• [Activity]: Return the listing in full. Keep each line exactly as it is.

• [Record set]:
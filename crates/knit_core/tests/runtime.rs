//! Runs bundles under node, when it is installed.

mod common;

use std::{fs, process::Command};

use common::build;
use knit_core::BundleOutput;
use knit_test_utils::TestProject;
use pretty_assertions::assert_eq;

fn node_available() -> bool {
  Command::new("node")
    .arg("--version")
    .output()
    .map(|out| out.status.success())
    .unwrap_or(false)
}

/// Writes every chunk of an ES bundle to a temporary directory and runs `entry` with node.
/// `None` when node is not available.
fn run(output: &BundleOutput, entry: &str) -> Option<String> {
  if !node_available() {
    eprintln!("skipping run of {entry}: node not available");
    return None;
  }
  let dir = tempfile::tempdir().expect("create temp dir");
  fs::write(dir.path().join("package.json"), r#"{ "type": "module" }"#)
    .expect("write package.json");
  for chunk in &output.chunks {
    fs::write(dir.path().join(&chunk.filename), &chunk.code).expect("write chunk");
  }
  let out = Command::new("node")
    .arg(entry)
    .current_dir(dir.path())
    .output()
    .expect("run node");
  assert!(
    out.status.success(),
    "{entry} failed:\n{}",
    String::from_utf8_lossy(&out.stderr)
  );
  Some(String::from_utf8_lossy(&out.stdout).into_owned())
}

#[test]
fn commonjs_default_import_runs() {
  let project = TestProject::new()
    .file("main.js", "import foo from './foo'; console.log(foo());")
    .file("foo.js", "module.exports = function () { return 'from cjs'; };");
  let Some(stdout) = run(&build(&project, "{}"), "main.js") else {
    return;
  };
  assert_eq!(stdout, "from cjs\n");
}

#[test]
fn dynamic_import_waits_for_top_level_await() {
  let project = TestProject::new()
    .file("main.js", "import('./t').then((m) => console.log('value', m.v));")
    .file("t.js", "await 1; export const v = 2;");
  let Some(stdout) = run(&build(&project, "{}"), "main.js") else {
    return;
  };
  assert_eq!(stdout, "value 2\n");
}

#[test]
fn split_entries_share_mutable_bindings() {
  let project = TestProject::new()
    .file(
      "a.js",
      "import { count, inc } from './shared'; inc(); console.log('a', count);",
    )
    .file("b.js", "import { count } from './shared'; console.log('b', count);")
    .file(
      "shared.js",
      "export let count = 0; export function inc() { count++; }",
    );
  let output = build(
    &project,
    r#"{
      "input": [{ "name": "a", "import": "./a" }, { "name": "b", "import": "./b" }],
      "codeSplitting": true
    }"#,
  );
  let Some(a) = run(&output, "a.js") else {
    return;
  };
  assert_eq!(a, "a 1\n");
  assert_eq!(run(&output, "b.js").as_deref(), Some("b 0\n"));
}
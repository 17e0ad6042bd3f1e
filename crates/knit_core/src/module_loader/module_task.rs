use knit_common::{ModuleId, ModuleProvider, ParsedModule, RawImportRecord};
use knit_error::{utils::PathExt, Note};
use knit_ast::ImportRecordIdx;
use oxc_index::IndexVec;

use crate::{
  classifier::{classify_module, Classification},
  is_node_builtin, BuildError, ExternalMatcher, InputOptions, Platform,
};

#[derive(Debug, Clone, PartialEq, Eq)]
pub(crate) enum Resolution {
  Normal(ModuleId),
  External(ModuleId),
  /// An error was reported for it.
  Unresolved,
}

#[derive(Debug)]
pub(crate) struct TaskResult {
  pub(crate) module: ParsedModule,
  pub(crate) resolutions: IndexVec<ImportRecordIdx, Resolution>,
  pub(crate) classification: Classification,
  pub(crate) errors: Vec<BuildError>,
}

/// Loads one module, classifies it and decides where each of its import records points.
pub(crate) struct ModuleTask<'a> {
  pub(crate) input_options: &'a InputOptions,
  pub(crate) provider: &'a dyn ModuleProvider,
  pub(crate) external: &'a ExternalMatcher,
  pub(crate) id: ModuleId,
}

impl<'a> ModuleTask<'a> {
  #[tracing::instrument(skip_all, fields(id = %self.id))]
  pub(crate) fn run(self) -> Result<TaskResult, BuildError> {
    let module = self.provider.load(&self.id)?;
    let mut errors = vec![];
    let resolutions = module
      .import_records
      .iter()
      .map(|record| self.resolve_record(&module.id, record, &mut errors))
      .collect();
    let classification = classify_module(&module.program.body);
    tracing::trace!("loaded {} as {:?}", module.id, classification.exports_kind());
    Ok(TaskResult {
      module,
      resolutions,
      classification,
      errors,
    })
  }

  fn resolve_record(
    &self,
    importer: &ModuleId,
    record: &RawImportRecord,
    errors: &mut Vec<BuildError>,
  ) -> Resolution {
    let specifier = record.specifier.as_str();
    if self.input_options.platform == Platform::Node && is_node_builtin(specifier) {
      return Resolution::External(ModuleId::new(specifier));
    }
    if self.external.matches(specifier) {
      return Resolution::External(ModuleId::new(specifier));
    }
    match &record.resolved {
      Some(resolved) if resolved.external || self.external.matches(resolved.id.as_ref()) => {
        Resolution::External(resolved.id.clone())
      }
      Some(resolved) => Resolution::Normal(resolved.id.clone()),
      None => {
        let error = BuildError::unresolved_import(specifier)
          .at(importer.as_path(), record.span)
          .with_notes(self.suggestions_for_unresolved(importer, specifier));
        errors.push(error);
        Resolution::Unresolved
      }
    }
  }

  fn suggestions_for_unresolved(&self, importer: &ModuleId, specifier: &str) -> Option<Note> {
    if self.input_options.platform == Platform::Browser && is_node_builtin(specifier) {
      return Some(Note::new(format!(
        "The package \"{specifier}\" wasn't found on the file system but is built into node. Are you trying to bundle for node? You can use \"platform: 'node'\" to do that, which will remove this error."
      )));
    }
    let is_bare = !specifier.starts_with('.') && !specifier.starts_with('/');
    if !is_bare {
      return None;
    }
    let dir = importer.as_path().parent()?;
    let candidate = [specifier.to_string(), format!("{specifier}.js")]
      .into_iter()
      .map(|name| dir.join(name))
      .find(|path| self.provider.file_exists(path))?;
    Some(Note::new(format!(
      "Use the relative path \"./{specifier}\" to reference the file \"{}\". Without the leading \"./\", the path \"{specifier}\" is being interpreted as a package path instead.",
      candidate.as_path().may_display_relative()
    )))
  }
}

• [Task result]:
filename crates/knit_core/tests/runtime.rs
//! Runs bundles under node, when it is installed.

mod common;

use std::{fs, process::Command};

use common::build;
use knit_core::BundleOutput;
use knit_test_utils::TestProject;
use pretty_assertions::assert_eq;

fn node_available() -> bool {
  Command::new("node")
    .arg("--version")
    .output()
    .map(|out| out.status.success())
    .unwrap_or(false)
}

/// Writes every chunk of an ES bundle to a temporary directory and runs `entry` with node.
/// `None` when node is not available.
fn run(output: &BundleOutput, entry: &str) -> Option<String> {
  if !node_available() {
    eprintln!("skipping run of {entry}: node not available");
    return None;
  }
  let dir = tempfile::tempdir().expect("create temp dir");
  fs::write(dir.path().join("package.json"), r#"{ "type": "module" }"#)
    .expect("write package.json");
  for chunk in &output.chunks {
    fs::write(dir.path().join(&chunk.filename), &chunk.code).expect("write chunk");
  }
  let out = Command::new("node")
    .arg(entry)
    .current_dir(dir.path())
    .output()
    .expect("run node");
  assert!(
    out.status.success(),
    "{entry} failed:\n{}",
    String::from_utf8_lossy(&out.stderr)
  );
  Some(String::from_utf8_lossy(&out.stdout).into_owned())
}

#[test]
fn commonjs_default_import_runs() {
  let project = TestProject::new()
    .file("main.js", "import foo from './foo'; console.log(foo());")
    .file("foo.js", "module.exports = function () { return 'from cjs'; };");
  let Some(stdout) = run(&build(&project, "{}"), "main.js") else {
    return;
  };
  assert_eq!(stdout, "from cjs\n");
}

#[test]
fn dynamic_import_waits_for_top_level_await() {
  let project = TestProject::new()
    .file("main.js", "import('./t').then((m) => console.log('value', m.v));")
    .file("t.js", "await 1; export const v = 2;");
  let Some(stdout) = run(&build(&project, "{}"), "main.js") else {
    return;
  };
  assert_eq!(stdout, "value 2\n");
}

#[test]
fn split_entries_share_mutable_bindings() {
  let project = TestProject::new()
    .file(
      "a.js",
      "import { count, inc } from './shared'; inc(); console.log('a', count);",
    )
    .file("b.js", "import { count } from './shared'; console.log('b', count);")
    .file(
      "shared.js",
      "export let count = 0; export function inc() { count++; }",
    );
  let output = build(
    &project,
    r#"{
      "input": [{ "name": "a", "import": "./a" }, { "name": "b", "import": "./b" }],
      "codeSplitting": true
    }"#,
  );
  let Some(a) = run(&output, "a.js") else {
    return;
  };
  assert_eq!(a, "a 1\n");
  assert_eq!(run(&output, "b.js").as_deref(), Some("b 0\n"));
}
repository 17e0ad6042bd3f1e
filename crates/knit_core/src/module_loader/module_task.rs
use knit_common::{ModuleId, ModuleProvider, ParsedModule, RawImportRecord};
use knit_error::{utils::PathExt, Note};
use knit_ast::ImportRecordIdx;
use oxc_index::IndexVec;

use crate::{
  classifier::{classify_module, Classification},
  is_node_builtin, BuildError, ExternalMatcher, InputOptions, Platform,
};

#[derive(Debug, Clone, PartialEq, Eq)]
pub(crate) enum Resolution {
  Normal(ModuleId),
  External(ModuleId),
  /// An error was reported for it.
  Unresolved,
}

#[derive(Debug)]
pub(crate) struct TaskResult {
  pub(crate) module: ParsedModule,
  pub(crate) resolutions: IndexVec<ImportRecordIdx, Resolution>,
  pub(crate) classification: Classification,
  pub(crate) errors: Vec<BuildError>,
}

/// Loads one module, classifies it and decides where each of its import records points.
pub(crate) struct ModuleTask<'a> {
  pub(crate) input_options: &'a InputOptions,
  pub(crate) provider: &'a dyn ModuleProvider,
  pub(crate) external: &'a ExternalMatcher,
  pub(crate) id: ModuleId,
}

impl<'a> ModuleTask<'a> {
  #[tracing::instrument(skip_all, fields(id = %self.id))]
  pub(crate) fn run(self) -> Result<TaskResult, BuildError> {
    let module = self.provider.load(&self.id)?;
    let mut errors = vec![];
    let resolutions = module
      .import_records
      .iter()
      .map(|record| self.resolve_record(&module.id, record, &mut errors))
      .collect();
    let classification = classify_module(&module.program.body);
    tracing::trace!("loaded {} as {:?}", module.id, classification.exports_kind());
    Ok(TaskResult {
      module,
      resolutions,
      classification,
      errors,
    })
  }

  fn resolve_record(
    &self,
    importer: &ModuleId,
    record: &RawImportRecord,
    errors: &mut Vec<BuildError>,
  ) -> Resolution {
    let specifier = record.specifier.as_str();
    if self.input_options.platform == Platform::Node && is_node_builtin(specifier) {
      return Resolution::External(ModuleId::new(specifier));
    }
    if self.external.matches(specifier) {
      return Resolution::External(ModuleId::new(specifier));
    }
    match &record.resolved {
      Some(resolved) if resolved.external || self.external.matches(resolved.id.as_ref()) => {
        Resolution::External(resolved.id.clone())
      }
      Some(resolved) => Resolution::Normal(resolved.id.clone()),
      None => {
        let error = BuildError::unresolved_import(specifier)
          .at(importer.as_path(), record.span)
          .with_notes(self.suggestions_for_unresolved(importer, specifier));
        errors.push(error);
        Resolution::Unresolved
      }
    }
  }

  fn suggestions_for_unresolved(&self, importer: &ModuleId, specifier: &str) -> Option<Note> {
    if self.input_options.platform == Platform::Browser && is_node_builtin(specifier) {
      return Some(Note::new(format!(
        "The package \"{specifier}\" wasn't found on the file system but is built into node. Are you trying to bundle for node? You can use \"platform: 'node'\" to do that, which will remove this error."
      )));
    }
    let is_bare = !specifier.starts_with('.') && !specifier.starts_with('/');
    if !is_bare {
      return None;
    }
    let dir = importer.as_path().parent()?;
    let candidate = [specifier.to_string(), format!("{specifier}.js")]
      .into_iter()
      .map(|name| dir.join(name))
      .find(|path| self.provider.file_exists(path))?;
    Some(Note::new(format!(
      "Use the relative path \"./{specifier}\" to reference the file \"{}\". Without the leading \"./\", the path \"{specifier}\" is being interpreted as a package path instead.",
      candidate.as_path().may_display_relative()
    )))
  }
}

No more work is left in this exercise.